步驟（6），人絨毛膜間充質干細胞傳代培養：待長出細胞匯合率達50-60%時對人絨毛膜間充質干細胞進行傳代培養，棄培養基，加入重組細胞胰酶溶液消化細胞，待細胞消化完全后，加入是本步驟所用重組細胞胰酶溶液體積5倍的間充質干細胞無血清培養基，以終止重組細胞胰酶作用，然后離心去除上清液，之后加入間充質干細胞無血清培養基重懸細胞，并移至新的培養瓶中置于5%CO₂、37℃的細胞培養箱中培養；

步驟（7），人絨毛膜間充質干細胞的凍存：當步驟（6）培養的細胞匯合率達90%后進行細胞凍存，先用重組細胞胰酶溶液將細胞消化成單個細胞后，再加入是本步驟所用重組細胞胰酶溶液體積5倍的間充質干細胞無血清培養基終止重組細胞胰酶溶液作用，離心去除上清液，用含有體積分數為20%凍存保護劑的間充質干細胞無血清培養基重懸細胞，重懸混勻后，將重懸溶液置于凍存管中；

步驟（8），凍存細胞緩慢降溫：將步驟（7）得到的凍存管置于含有異丙醇的凍存盒中，-80℃冰箱過夜放置，第二天轉入-196℃液氮罐中長期儲存；

步驟（9），凍存細胞的復蘇：從步驟（8）的液氮罐中取出凍存管后，置于37℃水浴鍋中迅速融化，1200-1800rpm離心5min，去除含有凍存保護劑的間充質干細胞無血清培養基，加間充質干細胞無血清培養基重懸細胞并將重懸溶液移至細胞培養瓶中，于5%CO₂、37℃細胞培養箱靜置培養，第二天顯微鏡下觀察細胞貼壁情況，若細胞已經貼壁說明細胞復蘇成功，然后更換新的間充質干細胞無血清培養基，于5%CO₂、37℃細胞培養箱繼續培養。
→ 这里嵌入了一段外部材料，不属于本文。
//! Error types for db-query.
//!
//! Driver errors pass through unchanged inside [`DbError::Database`]; the
//! remaining variants cover the facade's own argument, mapping and
//! configuration checks.

use thiserror::Error;

/// Main error type for db-query operations.
#[derive(Error, Debug)]
pub enum DbError {
    /// Errors raised by the underlying driver while running a statement.
    #[error("Database error: {0}")]
    Database(#[from] sqlx::Error),

    /// The data source could not be opened.
    #[error("Connection error: cannot connect to {target}: {source}")]
    Connection {
        /// Display-safe description of the data source (no password).
        target: String,
        #[source]
        source: sqlx::Error,
    },

    /// A row/column reference or statement argument is invalid.
    #[error("Invalid argument: {0}")]
    InvalidArgument(String),

    /// A statement ran but its result does not have the expected shape.
    #[error("Query error: {0}")]
    Query(String),

    /// A result row could not be mapped onto a record type.
    #[error("Mapping error: {0}")]
    Mapping(String),

    /// Configuration errors (invalid config file, missing URL, unknown driver, etc.)
    #[error("Configuration error: {0}")]
    Config(String),

    /// Internal errors (unexpected states, I/O around the CLI, etc.)
    #[error("Internal error: {0}")]
    Internal(String),
}

impl DbError {
    /// Creates a connection error for the given target.
    pub fn connection(target: impl Into<String>, source: sqlx::Error) -> Self {
        Self::Connection {
            target: target.into(),
            source,
        }
    }

    /// Creates an invalid-argument error with the given message.
    pub fn invalid_argument(msg: impl Into<String>) -> Self {
        Self::InvalidArgument(msg.into())
    }

    /// Creates a query error with the given message.
    pub fn query(msg: impl Into<String>) -> Self {
        Self::Query(msg.into())
    }

    /// Creates a mapping error with the given message.
    pub fn mapping(msg: impl Into<String>) -> Self {
        Self::Mapping(msg.into())
    }

    /// Creates a configuration error with the given message.
    pub fn config(msg: impl Into<String>) -> Self {
        Self::Config(msg.into())
    }

    /// Creates an internal error with the given message.
    pub fn internal(msg: impl Into<String>) -> Self {
        Self::Internal(msg.into())
    }

    /// Returns the error category as a string for display purposes.
    pub fn category(&self) -> &'static str {
        match self {
            Self::Database(_) => "Database Error",
            Self::Connection { .. } => "Connection Error",
            Self::InvalidArgument(_) => "Invalid Argument",
            Self::Query(_) => "Query Error",
            Self::Mapping(_) => "Mapping Error",
            Self::Config(_) => "Configuration Error",
            Self::Internal(_) => "Internal Error",
        }
    }

    /// Returns the driver error behind this error, if any.
    pub fn driver_error(&self) -> Option<&sqlx::Error> {
        match self {
            Self::Database(e) | Self::Connection { source: e, .. } => Some(e),
            _ => None,
        }
    }
}

/// Result type alias using DbError.
pub type Result<T> = std::result::Result<T, DbError>;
2.根據權利要求1所述的人絨毛膜間充質干細胞的分離培養方法，其特征在于，步驟（1）所述的暫存于2-8℃環境中的時間不能超過24h。

3.根據權利要求1所述的人絨毛膜間充質干細胞的分離培養方法，其特征在于，步驟（7）所述的凍存保護劑為DMSO和右旋糖酐細胞凍存混合液。

4.根據權利要求1所述的人絨毛膜間充質干細胞的分離培養方法，其特征在于，步驟（7）所述的將重懸溶液置于凍存管中時，采用規格為2ml的凍存管，每個凍存管中加入重懸溶液1.5-1.8ml。

5.根據權利要求1所述的人絨毛膜間充質干細胞的分離培養方法，其特征在于，步驟（6）和步驟（7）中用重組細胞胰酶溶液消化細胞前，先用PBS清洗細胞以除去培養基。